Viewpoint Documentation

Introduction

Viewpoint is an AI-powered accessibility tool designed to accomplish tasks that traditional screen readers struggle to complete. By leveraging the power of AI, the tool allows you to navigate inaccessible software, read on-screen text, and view scanned or otherwise inaccessible PDF files.

Powered by Google's latest Gemini model, Viewpoint can identify UI elements and text on screen and present them in an accessible format. It is designed to run alongside your screen reader and offers four distinct modes:

UI Mode: Interact with inaccessible software.
OCR Mode: Identify all on-screen text.
Query Mode: Ask questions about anything on your screen and find specific UI elements.
PDF Reader: Read scanned or inaccessible PDF files.

Setup

Since Viewpoint is powered by Gemini, you will need a Gemini API key, which can be obtained from the link below. Google provides free access to the API with generous usage limits that should be more than sufficient for daily use of Viewpoint.

Get An API Key

After obtaining an API key, you can simply download the installer and follow the installation prompts.

When you run Viewpoint for the first time, it will prompt you for your API key. Paste it into the dialog that appears. Your API key is stored locally and never shared with anyone.

Global Hotkeys

Below is a list of common hotkeys used throughout Viewpoint.

Hotkey	Action
`Ctrl` + `Shift` + `\`	Cycle Between Modes
`Ctrl` + `Shift` + `/`	Activate Selected Mode
`Ctrl` + `Alt` + `Shift` + `V`	Open Viewpoint Settings
`Ctrl` + `Shift` + `F4`	Close Viewpoint

UI Mode

UI mode allows you to navigate inaccessible software. When activated, Viewpoint takes a screenshot and identifies any on-screen UI elements.

Once the UI has been generated, you can navigate it with Tab and Shift + Tab. Pressing Enter or Space on an element will move the mouse to it and click on it. By holding Shift when activating an element, you can double-click the element instead.

After clicking on an element, Viewpoint will rebuild the UI after a short delay, allowing you to continuously use the mode without having to reactivate it. If you wish to exit UI mode without clicking an item, you can press Ctrl + Alt + Shift + /.

Note: For the best experience, make sure to maximize the window before activating UI Mode.

OCR Mode

OCR mode identifies all on-screen text and displays it in an accessible format. When activated, Viewpoint takes a screenshot and displays all detected text in a simple dialog.

You can navigate the dialog with standard text navigation commands. There is also a button to copy all of the detected text to the clipboard, enabling you to paste it somewhere else or save it to a file.

Note: Occasionally, the results dialog may not immediately gain focus. In such cases, you may need to use Alt + Tab to focus it before reading the detected text.

Query Mode

Query mode allows you to ask questions about what's on screen, as well as find specific UI elements.

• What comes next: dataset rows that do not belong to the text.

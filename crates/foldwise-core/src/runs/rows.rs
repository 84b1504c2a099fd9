//! Per-instance prediction rows and per-iteration trace rows

use crate::arff::{ArffRow, ArffValue};
use serde::{Deserialize, Serialize};
use std::collections::BTreeMap;

/// Prediction for one test instance of one (repeat, fold)
#[derive(Debug, Clone, PartialEq, Serialize, Deserialize)]
pub struct PredictionRow {
    pub repeat: usize,
    pub fold: usize,
    /// Instance index within the task's dataset
    pub row_id: usize,
    /// One probability per task class, in task class order
    pub probabilities: Vec<f64>,
    pub prediction: String,
    pub truth: String,
}

impl PredictionRow {
    /// `[repeat, fold, row_id, confidence.., prediction, correct]`
    pub fn to_arff_row(&self) -> ArffRow {
        let mut row = Vec::with_capacity(self.probabilities.len() + 5);
        row.push(ArffValue::from(self.repeat));
        row.push(ArffValue::from(self.fold));
        row.push(ArffValue::from(self.row_id));
        row.extend(self.probabilities.iter().map(|p| ArffValue::Real(*p)));
        row.push(ArffValue::from(self.prediction.as_str()));
        row.push(ArffValue::from(self.truth.as_str()));
        row
    }

    pub fn is_correct(&self) -> bool {
        self.prediction == self.truth
    }
}

/// One search evaluation inside one outer (repeat, fold)
#[derive(Debug, Clone, PartialEq, Serialize, Deserialize)]
pub struct TraceRow {
    pub repeat: usize,
    pub fold: usize,
    pub iteration: usize,
    /// Inner fold, for per-inner-split traces
    #[serde(default, skip_serializing_if = "Option::is_none")]
    pub inner_fold: Option<usize>,
    pub evaluation: f64,
    pub selected: bool,
    /// Parameter name to JSON-encoded value
    pub parameters: BTreeMap<String, String>,
}

impl TraceRow {
    /// Row cells for the given parameter columns; absent parameters are missing
    pub fn to_arff_row(&self, with_inner_fold: bool, parameter_names: &[String]) -> ArffRow {
        let mut row = vec![
            ArffValue::from(self.repeat),
            ArffValue::from(self.fold),
            ArffValue::from(self.iteration),
        ];
        if with_inner_fold {
            row.push(self.inner_fold.map_or(ArffValue::Missing, ArffValue::from));
        }
        row.push(ArffValue::Real(self.evaluation));
        row.push(ArffValue::from(self.selected));
        row.extend(parameter_names.iter().map(|name| {
            self.parameters
                .get(name)
                .map_or(ArffValue::Missing, |v| ArffValue::from(v.as_str()))
        }));
        row
    }
}

#[cfg(test)]
mod tests {
    use super::*;

    #[test]
    fn test_prediction_row_layout() {
        let row = PredictionRow {
            repeat: 1,
            fold: 2,
            row_id: 40,
            probabilities: vec![0.2, 0.3, 0.5],
            prediction: "c".into(),
            truth: "b".into(),
        };
        let cells = row.to_arff_row();
        assert_eq!(cells.len(), 8);
        assert_eq!(cells[2], ArffValue::Integer(40));
        assert_eq!(cells[5], ArffValue::Real(0.5));
        assert_eq!(cells[7], ArffValue::from("b"));
        assert!(!row.is_correct());
    }

    #[test]
    fn test_trace_row_layout() {
        let mut parameters = BTreeMap::new();
        parameters.insert("C".to_string(), "0.1".to_string());
        let row = TraceRow {
            repeat: 0,
            fold: 3,
            iteration: 4,
            inner_fold: Some(1),
            evaluation: 0.9,
            selected: true,
            parameters,
        };
        let names = vec!["C".to_string(), "max_iter".to_string()];
        let cells = row.to_arff_row(true, &names);
        assert_eq!(cells.len(), 8);
        assert_eq!(cells[3], ArffValue::Integer(1));
        assert_eq!(cells[5], ArffValue::from("true"));
        assert_eq!(cells[6], ArffValue::from("0.1"));
        assert_eq!(cells[7], ArffValue::Missing);

        assert_eq!(row.to_arff_row(false, &names).len(), 7);
    }
}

Viewpoint takes a screenshot and presents a dialog for you to enter your query. If you requested it to find one or more UI elements, it will speak the response to your query and place the UI elements into UI mode for you to navigate between with Tab and Shift + Tab. You can interact with the elements in the same way as you would in UI mode.

If the response does not involve any UI elements, the answer will open in a dialog that can be navigated with standard text navigation commands. You can also copy the text to your clipboard to save it somewhere else.

Note: Occasionally, the results and query dialogs may not immediately gain focus. In such cases, you may need to use Alt + Tab to focus them before attempting to interact with them.

PDF Reader

The PDF reader extracts text from scanned or otherwise inaccessible PDF files and displays it in a simple dialog. When activated, Viewpoint prompts you to select the PDF file you wish to scan. After choosing a file, Viewpoint will extract and display all text in it.

Note: Occasionally, the results and file upload dialogs may not immediately gain focus. In such cases, you may need to use Alt + Tab to focus them before attempting to interact with them.